No fue necesario mucho tiempo para que don Fernando tomara aprecio a las voluntarias. La energía de las dos mujeres hizo posible que el aspecto de las enfermas se convirtiera en un poco menos lamentable. Ellas se bastaron solas para organizar las dos salas de la enfermería siguiendo las indicaciones del médico. Acomodaron en la primera sala a las pacientes contagiosas y en la segunda a las que no lo eran. Las lavaron, las peinaron, y suministraron a las que tosían pañuelos limpios que ellas mismas confeccionaron con las sábanas viejas que don Fernando ordenó desechar. Las funcionarias que jugaban a las cartas dejaron de jugar. Las miraban con desprecio cuando el médico se dirigía a ellas para dar instrucciones, recelosas de su confianza, y se turnaron para recorrer el pasillo custodiando a las presas, y vigilando a Sole y a Mercedes. Tan sólo las perdían de vista cuando bajaban, una vez al día, a las celdas de castigo. No era un trabajo agradable, llevar la comida a las que estaban castigadas sin comer más que un rancho escaso y pestilente; por eso una mañana, cuando se dispusieron a bajar quejándose de tener que hacerlo, y Mercedes se ofreció a sustituirlas, cedieron a la novata, con gusto y para siempre, aquel cometido enojoso. Para siempre, o hasta que se cansara de un servicio del que abominaban todas las demás. Y Mercedes se llevó a Sole con ella.
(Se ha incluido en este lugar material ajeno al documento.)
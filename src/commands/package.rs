//! Package command - builds a deployment package without deploying it.

use std::fs;

use anyhow::{Context, Result};

use lambench::config::Config;
use lambench::options::PackageSize;
use lambench::package::{build_package, new_package_id};
use lambench::timing::time_blocking;

/// Execute the package command.
pub fn cmd_package(config: &Config, size: PackageSize) -> Result<()> {
    let source = size.source_dir(&config.lambda_dir);
    let id = new_package_id();

    let timed = time_blocking("Created deployment package", || {
        build_package(&source, &config.package_output_dir, &id)
    })
    .with_context(|| format!("Failed to package {}", source.display()))?;

    let bytes = fs::metadata(&timed.value)?.len();
    println!("Package: {}", timed.value.display());
    println!("  Size: {:.2} MB", bytes as f64 / 1024.0 / 1024.0);
    Ok(())
}
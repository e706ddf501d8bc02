//! Wrap one operation with a fresh timer.

use std::future::Future;
use std::time::Duration;

use super::CheckpointTimer;

/// A value together with the time it took to produce.
#[derive(Debug, Clone, PartialEq, Eq)]
pub struct Timed<T> {
    pub value: T,
    pub elapsed: Duration,
}

/// Await `operation` and report how long it took under `label`.
///
/// Errors from the operation are returned unchanged and no checkpoint is logged
/// for them.
pub async fn time_execution<T, E, F>(label: &str, operation: F) -> Result<Timed<T>, E>
where
    F: Future<Output = Result<T, E>>,
{
    let timer = CheckpointTimer::new();
    let value = operation.await?;
    Ok(seal(timer, label, value))
}

/// Blocking counterpart of [`time_execution`].
pub fn time_blocking<T, E, F>(label: &str, operation: F) -> Result<Timed<T>, E>
where
    F: FnOnce() -> Result<T, E>,
{
    let timer = CheckpointTimer::new();
    let value = operation()?;
    Ok(seal(timer, label, value))
}

// The timer never leaves this module before being sealed here, so it is
// always active when the final checkpoint is recorded.
fn seal<T>(mut timer: CheckpointTimer, label: &str, value: T) -> Timed<T> {
    let elapsed = timer.record(label);
    timer.stop();
    Timed { value, elapsed }
}
//! AWS Signature Version 4 request signing.
//!
//! Only what the Lambda and S3 clients need: header-based signing of a single
//! request with a fully buffered payload.

use std::collections::BTreeMap;

use chrono::{DateTime, Utc};
use hmac::{Hmac, Mac};
use reqwest::Url;
use sha2::{Digest, Sha256};

use super::Credentials;
use crate::error::{DeployError, Result};

type HmacSha256 = Hmac<Sha256>;

pub const ALGORITHM: &str = "AWS4-HMAC-SHA256";

/// Signs requests for one service in one region.
pub struct RequestSigner<'a> {
    credentials: &'a Credentials,
    region: &'a str,
    service: &'a str,
}

impl<'a> RequestSigner<'a> {
    pub fn new(credentials: &'a Credentials, region: &'a str, service: &'a str) -> Self {
        Self {
            credentials,
            region,
            service,
        }
    }

    /// Compute the headers that authenticate a request.
    ///
    /// `extra_headers` must be sent with the request exactly as given. The
    /// returned headers (`authorization`, `x-amz-date`, `x-amz-content-sha256`
    /// and, with a session token, `x-amz-security-token`) must be added too.
    pub fn sign(
        &self,
        method: &str,
        url: &Url,
        extra_headers: &[(&str, &str)],
        payload: &[u8],
        now: DateTime<Utc>,
    ) -> Result<Vec<(String, String)>> {
        let amz_date = now.format("%Y%m%dT%H%M%SZ").to_string();
        let date = now.format("%Y%m%d").to_string();
        let payload_hash = hash_hex(payload);

        let mut headers = BTreeMap::new();
        headers.insert("host".to_string(), host_header(url)?);
        headers.insert("x-amz-content-sha256".to_string(), payload_hash.clone());
        headers.insert("x-amz-date".to_string(), amz_date.clone());
        if let Some(token) = &self.credentials.session_token {
            headers.insert("x-amz-security-token".to_string(), token.clone());
        }
        for (name, value) in extra_headers {
            headers.insert(name.to_ascii_lowercase(), value.trim().to_string());
        }

        let signed_headers = headers.keys().cloned().collect::<Vec<_>>().join(";");
        let canonical_headers: String = headers
            .iter()
            .map(|(name, value)| format!("{}:{}\n", name, value))
            .collect();

        let canonical_request = format!(
            "{}\n{}\n{}\n{}\n{}\n{}",
            method,
            canonical_uri(url, self.service),
            canonical_query(url),
            canonical_headers,
            signed_headers,
            payload_hash
        );

        let scope = format!("{}/{}/{}/aws4_request", date, self.region, self.service);
        let string_to_sign = format!(
            "{}\n{}\n{}\n{}",
            ALGORITHM,
            amz_date,
            scope,
            hash_hex(canonical_request.as_bytes())
        );

        let key = signing_key(
            &self.credentials.secret_access_key,
            &date,
            self.region,
            self.service,
        )?;
        let signature = hex::encode(hmac_sha256(&key, string_to_sign.as_bytes())?);

        let authorization = format!(
            "{} Credential={}/{}, SignedHeaders={}, Signature={}",
            ALGORITHM, self.credentials.access_key_id, scope, signed_headers, signature
        );

        let mut out = vec![
            ("authorization".to_string(), authorization),
            ("x-amz-date".to_string(), amz_date),
            ("x-amz-content-sha256".to_string(), payload_hash),
        ];
        if let Some(token) = &self.credentials.session_token {
            out.push(("x-amz-security-token".to_string(), token.clone()));
        }
        Ok(out)
    }
}

/// Derive the per-day signing key.
pub fn signing_key(secret: &str, date: &str, region: &str, service: &str) -> Result<Vec<u8>> {
    let k_date = hmac_sha256(format!("AWS4{}", secret).as_bytes(), date.as_bytes())?;
    let k_region = hmac_sha256(&k_date, region.as_bytes())?;
    let k_service = hmac_sha256(&k_region, service.as_bytes())?;
    hmac_sha256(&k_service, b"aws4_request")
}

/// Lowercase hex SHA-256 of `data`.
pub fn hash_hex(data: &[u8]) -> String {
    hex::encode(Sha256::digest(data))
}

fn hmac_sha256(key: &[u8], data: &[u8]) -> Result<Vec<u8>> {
    let mut mac = <HmacSha256 as Mac>::new_from_slice(key)
        .map_err(|e| DeployError::Config(format!("HMAC initialization failed: {}", e)))?;
    mac.update(data);
    Ok(mac.finalize().into_bytes().to_vec())
}

fn host_header(url: &Url) -> Result<String> {
    let host = url
        .host_str()
        .ok_or_else(|| DeployError::Config(format!("endpoint has no host: {}", url)))?;
    Ok(match url.port() {
        Some(port) => format!("{}:{}", host, port),
        None => host.to_string(),
    })
}

/// Percent-encode everything except unreserved characters.
pub fn uri_encode(input: &str, encode_slash: bool) -> String {
    let mut out = String::with_capacity(input.len());
    for byte in input.bytes() {
        match byte {
            b'A'..=b'Z' | b'a'..=b'z' | b'0'..=b'9' | b'-' | b'_' | b'.' | b'~' => {
                out.push(byte as char)
            }
            b'/' if !encode_slash => out.push('/'),
            _ => out.push_str(&format!("%{:02X}", byte)),
        }
    }
    out
}

// S3 signs the path as sent; every other service expects it encoded once more.
fn canonical_uri(url: &Url, service: &str) -> String {
    let path = url.path();
    let path = if path.is_empty() { "/" } else { path };
    if service == "s3" {
        path.to_string()
    } else {
        path.split('/')
            .map(|segment| uri_encode(segment, true))
            .collect::<Vec<_>>()
            .join("/")
    }
}

fn canonical_query(url: &Url) -> String {
    let mut pairs: Vec<(String, String)> = url
        .query_pairs()
        .map(|(k, v)| (uri_encode(&k, true), uri_encode(&v, true)))
        .collect();
    pairs.sort();
    pairs
        .into_iter()
        .map(|(k, v)| format!("{}={}", k, v))
        .collect::<Vec<_>>()
        .join("&")
}
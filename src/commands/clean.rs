//! Clean command - removes built deployment packages.

use std::fs;

use anyhow::{Context, Result};

use lambench::config::Config;

/// Execute the clean command.
pub fn cmd_clean(config: &Config) -> Result<()> {
    let dir = &config.package_output_dir;
    if !dir.exists() {
        println!("Nothing to clean ({} does not exist).", dir.display());
        return Ok(());
    }

    println!("Removing {}...", dir.display());
    fs::remove_dir_all(dir).with_context(|| format!("Failed to remove {}", dir.display()))?;
    println!("Clean complete.");
    Ok(())
}
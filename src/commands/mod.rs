//! CLI command handlers.
//!
//! Each submodule handles a specific CLI command:
//! - `run` - Deploy once and print step timings
//! - `bench` - Run the benchmark matrix
//! - `package` - Build a deployment package only
//! - `show` - Display information
//! - `clean` - Remove built packages

mod bench;
pub mod clean;
mod package;
mod run;
pub mod show;

pub use bench::cmd_bench;
pub use clean::cmd_clean;
pub use package::cmd_package;
pub use run::cmd_run;
pub use show::cmd_show;

use std::sync::Arc;

use anyhow::{Context, Result};

use lambench::aws;
use lambench::config::Config;
use lambench::runner::{DeploySettings, Runner};

/// Runner backed by the real Lambda and S3 clients.
fn aws_runner(config: &Config) -> Result<Runner> {
    let (lambda, s3) = aws::clients(config).context("Failed to set up AWS clients")?;
    Ok(Runner::new(
        DeploySettings::from(config),
        Arc::new(lambda),
        Arc::new(s3),
    ))
}

/// `1234.5ms`
fn millis(duration: std::time::Duration) -> String {
    format!("{:.1}ms", duration.as_secs_f64() * 1000.0)
}
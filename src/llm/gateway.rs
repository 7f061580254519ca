// src/llm/gateway.rs
// Gateway dispatcher: provider selection, credential preconditions,
// soft-degrade to the offline simulator, recovery for structured requests.

use tracing::{debug, warn};

use super::provider::{self, LlmProvider};
use super::types::{CompletionRequest, CompletionResult};
use super::{prompt, recovery, simulator};
use crate::config::GatewayConfig;
use crate::error::GatewayError;

/// Uniform dispatch across providers with incompatible wire formats.
///
/// The adapter for the active provider is selected once at construction.
/// With no credentials configured anywhere the gateway soft-degrades to
/// the offline simulator; with credentials present but the selected
/// provider's missing, every call is a hard configuration error.
pub struct Gateway {
    config: GatewayConfig,
    provider: Option<Box<dyn LlmProvider>>,
}

impl Gateway {
    pub fn new(config: GatewayConfig) -> Self {
        let provider = provider::build_active(&config);
        match &provider {
            Some(p) => debug!("gateway dispatching to {}", p.name()),
            None if config.any_credential() => warn!(
                "selected provider {} has no credential; calls will fail",
                config.active.as_str()
            ),
            None => debug!("no provider configured, offline simulator active"),
        }
        Self { config, provider }
    }

    pub fn config(&self) -> &GatewayConfig {
        &self.config
    }

    /// Run one completion. Transport failures are surfaced as
    /// `Provider` errors and never retried here; retry policy belongs to
    /// the caller.
    pub async fn complete(
        &self,
        request: &CompletionRequest,
    ) -> Result<CompletionResult, GatewayError> {
        if !self.config.any_credential() {
            // Designed default, not a masked failure.
            return Ok(simulator::simulate(&request.prompt, request.response_shape.as_ref()).await);
        }

        let provider = self
            .provider
            .as_deref()
            .ok_or_else(|| GatewayError::configuration(self.config.active.as_str()))?;

        // Augmentation happens exactly once, here; adapters only set the
        // native machine-readable flag where one exists.
        let prompt = match &request.response_shape {
            Some(shape) => prompt::augment(&request.prompt, shape, provider.kind()),
            None => request.prompt.clone(),
        };

        let raw = provider
            .send(
                &prompt,
                request.response_shape.is_some(),
                request.system.as_deref(),
            )
            .await?;

        match &request.response_shape {
            Some(_) => Ok(CompletionResult::Structured(recovery::recover(&raw)?)),
            None => Ok(CompletionResult::Text(raw)),
        }
    }
}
La comadrona cargó con el cesto de chuscos de pan y con la olla de una sopa que las presas se negaban a comer, caldo tibio y sucio donde flotaba la repugnancia. Sole les entregaba el hambre llenando sus cazos, y el consuelo de un chusco de pan. Mercedes abría las puertas metálicas de las celdas y entregaba una escoba a las presas. Así fue como se alarmaron al ver a Tomasa, sentada en su petate, desnutrida y cubierta de sabañones, sin fuerzas para levantarse a barrer su celda, mirando fijamente la canasta del pan.

Mercedes se estremece y pregunta por el tiempo que lleva allí:

—¿Cuánto tiempo lleva usted aquí?

—No llevo la cuenta.

La comadrona lo sabe, y le recuerda a Mercedes el día de Navidad, el dedito del Niño Dios.

—Le dieron «cubo» para tres meses, va para un mes.

—Barra usted la celda, Sole.

Sole barre la celda de Tomasa. Después regresa a la enfermería decidida a hablar con el doctor Ortega. Decidida a impedir que Tomasa se muera.

11

—Tiene sabañones en las piernas, y en las rodillas. Hasta en la cara tiene sabañones. La nariz parece un pimiento morrón, tal cual.

—¿Qué le dijiste al médico?

—Que bajara a verla.

—¿Y fue?

—No. Pero la vio, en cuanto le dije cómo estaba la Tomasa. Está en el puro pellejo, doctor. Baje a verla, si no quiere que se la suban muerta para que sea usted el que diga que está muerta, le dije, que tiene una ictericia que la cara se le ha quedado como la bandera de los nacionales, escuchimizada, amarilla en los lados y en el medio rojo sangre de pimiento morrón.